The Vice President, Professor Naana Jane Opoku-Agyemang, has called for the establishment of an urgent inter-ministerial committee to address the growing number of children living and working on the streets across the country.
She stressed the need for a coordinated national response to ensure that children’s welfare is prioritised in all aspects of Ghana’s development agenda and to enable affected children to return to school and grow into responsible adults.
Professor Opoku-Agyemang said ministries, departments and agencies, legal aid institutions, and civil society organisations must establish robust mechanisms to remove more than 60,000 children currently living and working on the streets, many of whom have dropped out of school.
The Vice President made the call yesterday at a three-day Strategic Planning Retreat (SPR), an intensive workshop focused on seven priority issue areas critical to the well-being of Ghanaian children.
These areas include accelerating progress on child-centred deaths, eliminating stunting, anaemia and open defecation, improving literacy and numeracy proficiency in schools, ending child marriage and reducing adolescent pregnancy, and ensuring that every child is counted.
The retreat was held under the theme: “Planning Together for a Better Future for Children and Adolescents in Ghana.”

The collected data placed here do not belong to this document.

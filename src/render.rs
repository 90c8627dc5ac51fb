/// Rendering layer — translates game state into RGBA pixel frames.
///
/// No game logic is performed here.  Draw order is fixed and significant:
/// background (starfield, then the empty-cell lattice), enemies, bullets,
/// explosions, and the ship last so it is never occluded.  Pixel work is
/// delegated to the `raster` primitives.

use image::RgbaImage;

use crate::entities::{Bullet, Enemy, Explosion, Ship, Starfield};
use crate::game::GameState;
use crate::raster::{self, rgb, rgba, Color};

// ── Colour palette ────────────────────────────────────────────────────────────

/// Dark-mode contribution-graph colors.
#[derive(Clone, Copy, Debug)]
pub struct Palette {
    pub background: Color,
    pub cell_empty: Color,
    /// Cell fill per intensity level 1..=4; higher levels clamp to the last.
    pub levels: [Color; 4],
    pub ship: Color,
    pub bullet: Color,
    pub watermark: Color,
}

impl Palette {
    pub fn dark() -> Self {
        Palette {
            background: rgb(13, 17, 23),
            cell_empty: rgb(22, 27, 34),
            levels: [
                rgb(14, 68, 41),
                rgb(0, 109, 50),
                rgb(38, 166, 65),
                rgb(57, 211, 83),
            ],
            ship: rgb(88, 166, 255),
            bullet: rgb(247, 129, 102),
            watermark: rgba(139, 148, 158, 140),
        }
    }
}

/// Cell-to-pixel geometry plus the palette and the watermark flag.
#[derive(Clone, Copy, Debug)]
pub struct RenderContext {
    /// Pixel size of one grid cell.
    pub cell_size: i32,
    /// Outer margin around the play area, in pixels.
    pub margin: i32,
    pub palette: Palette,
    pub watermark: bool,
}

impl RenderContext {
    pub fn dark(watermark: bool) -> Self {
        RenderContext {
            cell_size: 12,
            margin: 12,
            palette: Palette::dark(),
            watermark,
        }
    }
}

const WATERMARK_LABEL: &str = "CONTRIB-SHOOTER";

fn lighten(c: Color, d: i16) -> Color {
    let adj = |v: u8| (v as i16 + d).clamp(0, 255) as u8;
    rgb(adj(c[0]), adj(c[1]), adj(c[2]))
}

// ── Renderer ──────────────────────────────────────────────────────────────────

/// Pure function of (game state, context) to a pixel frame.  Holds only the
/// context and the frame geometry; nothing is retained between frames.
pub struct Renderer {
    context: RenderContext,
    weeks: usize,
    days: usize,
    ship_row: i32,
    width: u32,
    height: u32,
}

impl Renderer {
    pub fn new(state: &GameState, context: RenderContext) -> Self {
        let width = (context.margin * 2 + state.weeks as i32 * context.cell_size) as u32;
        let height = (context.margin * 2 + (state.ship_row + 1) * context.cell_size) as u32;
        Renderer {
            context,
            weeks: state.weeks,
            days: state.days,
            ship_row: state.ship_row,
            width,
            height,
        }
    }

    pub fn width(&self) -> u32 {
        self.width
    }

    pub fn height(&self) -> u32 {
        self.height
    }

    /// Top-left pixel of the cell at continuous grid coordinates.
    fn cell_origin(&self, x: f32, y: f32) -> (f32, f32) {
        (
            self.context.margin as f32 + x * self.context.cell_size as f32,
            self.context.margin as f32 + y * self.context.cell_size as f32,
        )
    }

    /// Render one complete frame.
    pub fn frame(&self, state: &GameState) -> RgbaImage {
        let palette = &self.context.palette;
        let mut img = RgbaImage::from_pixel(self.width, self.height, palette.background);

        self.draw_starfield(&mut img, &state.starfield);
        self.draw_lattice(&mut img);
        for enemy in &state.enemies {
            self.draw_enemy(&mut img, enemy);
        }
        for bullet in &state.bullets {
            self.draw_bullet(&mut img, bullet, state.config.bullet_trail);
        }
        for explosion in &state.explosions {
            self.draw_explosion(&mut img, explosion);
        }
        self.draw_ship(&mut img, &state.ship);

        if self.context.watermark {
            let x = self.width as i32 - raster::label_width(WATERMARK_LABEL) - 3;
            let y = self.height as i32 - 8;
            raster::draw_label(&mut img, x, y, WATERMARK_LABEL, palette.watermark);
        }
        img
    }

    fn draw_starfield(&self, img: &mut RgbaImage, starfield: &Starfield) {
        for star in &starfield.stars {
            let (x, y) = self.cell_origin(star.x, star.y);
            let v = (255.0 * star.brightness) as u8;
            let color = rgb(v, v, v);
            let (x, y) = (x as i32, y as i32);
            if star.size <= 1 {
                raster::blend_pixel(img, x, y, color);
            } else {
                raster::fill_rect(img, x, y, x + star.size as i32 - 1, y + star.size as i32 - 1, color);
            }
        }
    }

    /// Faint lattice of empty cells; destroyed enemies leave these behind.
    fn draw_lattice(&self, img: &mut RgbaImage) {
        for week in 0..self.weeks {
            for day in 0..self.days {
                let (x, y) = self.cell_origin(week as f32, day as f32);
                let (x, y) = (x as i32, y as i32);
                raster::fill_rect(
                    img,
                    x + 1,
                    y + 1,
                    x + self.context.cell_size - 2,
                    y + self.context.cell_size - 2,
                    self.context.palette.cell_empty,
                );
            }
        }
    }

    fn draw_enemy(&self, img: &mut RgbaImage, enemy: &Enemy) {
        let levels = &self.context.palette.levels;
        let color = levels[(enemy.health as usize).clamp(1, levels.len()) - 1];
        let (x, y) = self.cell_origin(enemy.x as f32, enemy.y as f32);
        let (x, y) = (x as i32, y as i32);
        raster::fill_rect(
            img,
            x + 1,
            y + 1,
            x + self.context.cell_size - 2,
            y + self.context.cell_size - 2,
            color,
        );
    }

    fn draw_bullet(&self, img: &mut RgbaImage, bullet: &Bullet, trail: u32) {
        let cell = self.context.cell_size;
        let color = self.context.palette.bullet;
        let (x, y) = self.cell_origin(bullet.x as f32, bullet.y);
        let cx = x as i32 + cell / 2;
        let head_y = y as i32;

        // Bright head with a fading trail below.
        raster::fill_rect(img, cx - 1, head_y, cx, head_y + cell / 2, color);
        for i in 1..=trail as i32 {
            let alpha = 180 / (i as u32 + 1);
            let seg = rgba(color[0], color[1], color[2], alpha as u8);
            let sy = head_y + cell / 2 + (i - 1) * (cell / 3) + 1;
            raster::fill_rect(img, cx - 1, sy, cx, sy + cell / 3 - 1, seg);
        }
    }

    fn draw_explosion(&self, img: &mut RgbaImage, explosion: &Explosion) {
        let progress = explosion.progress();
        let fade = 1.0 - progress;
        let base = self.context.palette.bullet;
        let color = rgba(base[0], base[1], base[2], (255.0 * fade) as u8);

        let (x, y) = self.cell_origin(explosion.x, explosion.y);
        let cell = self.context.cell_size;
        let cx = x as i32 + cell / 2;
        let cy = y as i32 + cell / 2;

        // Particles expand diagonally from the center and shrink as they go;
        // the second batch of a large burst forms an inner ring.
        for i in 0..explosion.spec.particle_count {
            let ring = if i < 4 { 1.0 } else { 0.5 };
            let distance = progress * explosion.spec.max_radius as f32 * ring;
            let dx = if i % 2 == 0 { -distance } else { distance };
            let dy = if (i / 2) % 2 == 0 { -distance } else { distance };
            let px = cx + dx as i32;
            let py = cy + dy as i32;
            let size = ((1.0 - progress * 0.5) * 3.0) as i32 + 1;
            raster::fill_rect(img, px - size, py - size, px + size, py + size, color);
        }
    }

    fn draw_ship(&self, img: &mut RgbaImage, ship: &Ship) {
        let base = self.context.palette.ship;
        let (x, y) = self.cell_origin(ship.x, self.ship_row as f32);
        let size = self.context.cell_size as f32;
        let cx = x + size / 2.0;

        // Engine glow under the hull.
        let glow = lighten(base, 45);
        raster::fill_ellipse(
            img,
            (cx - 3.0) as i32,
            (y + size - 4.0) as i32,
            (cx + 3.0) as i32,
            (y + size + 2.0) as i32,
            glow,
        );

        // Swept wings.
        let wing = lighten(base, -30);
        raster::fill_polygon(
            img,
            &[
                (cx - 2.0, y + size * 0.4),
                (x - 2.0, y + size * 0.7),
                (x + 2.0, y + size * 0.8),
            ],
            wing,
        );
        raster::fill_polygon(
            img,
            &[
                (cx + 2.0, y + size * 0.4),
                (x + size + 2.0, y + size * 0.7),
                (x + size - 2.0, y + size * 0.8),
            ],
            wing,
        );

        // Hull in three segments, nose brightest.
        raster::fill_polygon(
            img,
            &[
                (cx, y),
                (cx - 4.0, y + size * 0.35),
                (cx + 4.0, y + size * 0.35),
            ],
            lighten(base, 30),
        );
        raster::fill_polygon(
            img,
            &[
                (cx - 4.0, y + size * 0.35),
                (cx + 4.0, y + size * 0.35),
                (cx + 5.0, y + size * 0.7),
                (cx - 5.0, y + size * 0.7),
            ],
            base,
        );
        raster::fill_polygon(
            img,
            &[
                (cx - 5.0, y + size * 0.7),
                (cx + 5.0, y + size * 0.7),
                (cx + 4.0, y + size),
                (cx - 4.0, y + size),
            ],
            lighten(base, -20),
        );

        // Cockpit accent.
        raster::fill_ellipse(
            img,
            (cx - 2.0) as i32,
            (y + size * 0.25) as i32,
            (cx + 2.0) as i32,
            (y + size * 0.45) as i32,
            lighten(base, 80),
        );
    }
}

Professor Opoku-Agyemang noted that Ghana has achieved between 95 and 97 per cent coverage for key vaccinations during the first year of a child’s life. While commending the progress, she urged stakeholders to collaborate to reach the remaining three per cent of children who are still not vaccinated.

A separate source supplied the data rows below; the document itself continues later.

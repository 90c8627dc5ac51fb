/// Game state and the per-tick update rules.
///
/// `GameState` owns every live entity and is the only mutation surface:
/// collisions, spawns and removals all happen inside `animate`, and removal
/// decisions are collected first and applied after each pass so no
/// collection is mutated while it is being iterated.

use rand::Rng;

use crate::config::SimConfig;
use crate::entities::{Bullet, Enemy, Explosion, ExplosionSize, Ship, Starfield};
use crate::graph::ContributionGraph;

#[derive(Clone, Debug)]
pub struct GameState {
    pub config: SimConfig,
    /// Grid width in columns (weeks).
    pub weeks: usize,
    /// Grid height in rows (days).
    pub days: usize,
    /// Row the ship sits on, below the grid.
    pub ship_row: i32,
    pub ship: Ship,
    /// Insertion order (week-major) doubles as the collision tie-break order.
    pub enemies: Vec<Enemy>,
    pub bullets: Vec<Bullet>,
    pub explosions: Vec<Explosion>,
    pub starfield: Starfield,
}

impl GameState {
    /// Build the initial state: the ship at the middle column and one enemy
    /// per grid cell with a non-zero level, health equal to that level.
    pub fn new(graph: &ContributionGraph, config: SimConfig, rng: &mut impl Rng) -> Self {
        let weeks = graph.num_weeks();
        let days = graph.num_days();
        let ship_row = days as i32 + config.ship_row_offset;

        let mut enemies = Vec::new();
        for (week, record) in graph.weeks.iter().enumerate() {
            for (day, cell) in record.days.iter().enumerate() {
                if cell.level > 0 {
                    enemies.push(Enemy {
                        x: week as i32,
                        y: day as i32,
                        health: cell.level as u32,
                    });
                }
            }
        }

        GameState {
            config,
            weeks,
            days,
            ship_row,
            ship: Ship::new((weeks / 2) as f32),
            enemies,
            bullets: Vec::new(),
            explosions: Vec::new(),
            starfield: Starfield::new(weeks, ship_row, &config, rng),
        }
    }

    /// The synchronization gate: true only when the ship has reached its
    /// target column and its shoot cooldown has expired.  The animator never
    /// applies the next action while this is false, which is what keeps
    /// actions strictly sequenced.
    pub fn can_take_action(&self) -> bool {
        !self.ship.is_moving() && self.ship.can_shoot()
    }

    /// Fire a bullet from the ship's current column.  Ignored if the
    /// cooldown has not expired; the animator protocol never calls it in
    /// that state.
    pub fn shoot(&mut self) {
        if !self.ship.can_shoot() {
            return;
        }
        self.bullets.push(Bullet {
            x: self.ship.x.round() as i32,
            y: (self.ship_row - 1) as f32,
        });
        self.ship.shoot_cooldown = self.config.shoot_cooldown;
    }

    /// Advance one simulation tick.
    pub fn animate(&mut self, dt: f32, rng: &mut impl Rng) {
        // 1. Ship movement and cooldown decay.
        self.ship.animate(dt, &self.config);

        // 2. Bullets: move, then resolve collisions.  A bullet hits the
        // first enemy (in insertion order) sharing its column whose row it
        // has reached or passed; at most one enemy per bullet per tick.
        let mut spent: Vec<usize> = Vec::new();
        let mut spawned: Vec<Explosion> = Vec::new();
        for bi in 0..self.bullets.len() {
            self.bullets[bi].animate(dt, &self.config);
            let (bx, by) = (self.bullets[bi].x, self.bullets[bi].y);

            let hit = self
                .enemies
                .iter()
                .position(|e| e.health > 0 && e.x == bx && e.y as f32 >= by);
            if let Some(ei) = hit {
                let enemy = &mut self.enemies[ei];
                enemy.health -= 1;
                spawned.push(Explosion::new(
                    bx as f32,
                    by,
                    ExplosionSize::Small,
                    &self.config,
                ));
                if enemy.health == 0 {
                    spawned.push(Explosion::new(
                        enemy.x as f32,
                        enemy.y as f32,
                        ExplosionSize::Large,
                        &self.config,
                    ));
                }
                spent.push(bi);
            } else if self.bullets[bi].off_screen(&self.config) {
                spent.push(bi);
            }
        }

        let mut idx = 0;
        self.bullets.retain(|_| {
            let dead = spent.contains(&idx);
            idx += 1;
            !dead
        });
        self.enemies.retain(|e| e.health > 0);

        // 3. Explosions advance and expire at their frame bound.  Bursts
        // spawned this tick join afterwards so their first rendered frame
        // is frame zero.
        for explosion in &mut self.explosions {
            explosion.animate();
        }
        self.explosions.retain(|e| !e.finished());
        self.explosions.extend(spawned);

        // 4. Background.
        self.starfield.animate(dt, rng);
    }

    /// True once nothing meaningful is left to show: no enemies, no bullets
    /// in flight, no explosions still playing.
    pub fn is_complete(&self) -> bool {
        self.enemies.is_empty() && self.bullets.is_empty() && self.explosions.is_empty()
    }
}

She observed that disparities between urban and rural areas had narrowed over the past three decades, with improvements in school enrolment and completion rates, particularly from kindergarten to junior high school. She also noted that child marriage and early unions had declined in some parts of the country in recent years.

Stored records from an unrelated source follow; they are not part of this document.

/// Targeting strategies — pluggable planners that decide the order enemies
/// are cleared in.  A planner never mutates the game state; it only emits
/// actions the animator applies one at a time.

use rand::rngs::StdRng;
use rand::seq::SliceRandom;

use crate::entities::Enemy;
use crate::error::{Error, Result};
use crate::game::GameState;

/// One planner instruction: move the ship to a column, optionally fire.
#[derive(Clone, Copy, Debug, PartialEq, Eq)]
pub struct Action {
    pub x: i32,
    pub shoot: bool,
}

/// A targeting planner.
///
/// `plan` inspects the state it is handed and returns a finite pull-based
/// action sequence.  A bullet removes exactly one health point, so every
/// variant emits one action per required hit: an enemy of health `h`
/// contributes `h` consecutive actions targeting its column.  The sequence
/// length therefore equals the total remaining health, and a completed plan
/// leaves no stray bullets.
pub trait Strategy: std::fmt::Debug {
    fn plan(&self, state: &GameState, rng: &mut StdRng) -> Box<dyn Iterator<Item = Action>>;
}

/// Expand an enemy ordering into its per-hit firing actions.
fn volley(enemies: &[Enemy]) -> Vec<Action> {
    enemies
        .iter()
        .flat_map(|e| {
            std::iter::repeat(Action {
                x: e.x,
                shoot: true,
            })
            .take(e.health as usize)
        })
        .collect()
}

/// Sweeps columns left to right, clearing each column top to bottom.
#[derive(Debug)]
pub struct ColumnStrategy;

impl Strategy for ColumnStrategy {
    fn plan(&self, state: &GameState, _rng: &mut StdRng) -> Box<dyn Iterator<Item = Action>> {
        let mut enemies = state.enemies.clone();
        enemies.sort_by_key(|e| (e.x, e.y));
        Box::new(volley(&enemies).into_iter())
    }
}

/// Sweeps rows top to bottom, clearing each row left to right.
#[derive(Debug)]
pub struct RowStrategy;

impl Strategy for RowStrategy {
    fn plan(&self, state: &GameState, _rng: &mut StdRng) -> Box<dyn Iterator<Item = Action>> {
        let mut enemies = state.enemies.clone();
        enemies.sort_by_key(|e| (e.y, e.x));
        Box::new(volley(&enemies).into_iter())
    }
}

/// Targets the remaining enemies in a randomized order drawn from the
/// injected RNG.
#[derive(Debug)]
pub struct RandomStrategy;

impl Strategy for RandomStrategy {
    fn plan(&self, state: &GameState, rng: &mut StdRng) -> Box<dyn Iterator<Item = Action>> {
        let mut enemies = state.enemies.clone();
        enemies.shuffle(rng);
        Box::new(volley(&enemies).into_iter())
    }
}

/// Resolve a strategy selector.  Unrecognized names are an error here; any
/// fall-back-to-default policy belongs to the caller.
pub fn strategy_from_name(name: &str) -> Result<Box<dyn Strategy>> {
    match name {
        "column" => Ok(Box::new(ColumnStrategy)),
        "row" => Ok(Box::new(RowStrategy)),
        "random" => Ok(Box::new(RandomStrategy)),
        other => Err(Error::UnknownStrategy(other.to_string())),
    }
}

“Still, there are obstacles to meeting child-related Sustainable Development Goals by 2030, which is just four years away. Over 60,000 children are living and working on the streets in our country, mainly in urban centres, many of whom are not registered at birth,” she said.
The Vice President added that many children remain deprived in terms of health, education, nutrition, water, sanitation, housing and protection, noting that child poverty undermines health and learning while increasing exposure to violence and exploitation.
She warned that these challenges threaten Ghana’s demographic dividend and aspirations for inclusive growth.
The United Nations Resident Coordinator, Mr Zia Choudhury, said the quality of proposals emerging from the workshop reflected the strength of Ghana’s technical leadership and commitment to ensuring that policies and programmes prioritise children’s welfare.
The Director-General of the National Development Planning Commission (NDPC), Dr Audrey Smock Amoah, also noted that the retreat had highlighted the urgency of reducing child marriage, early unions and adolescent pregnancy.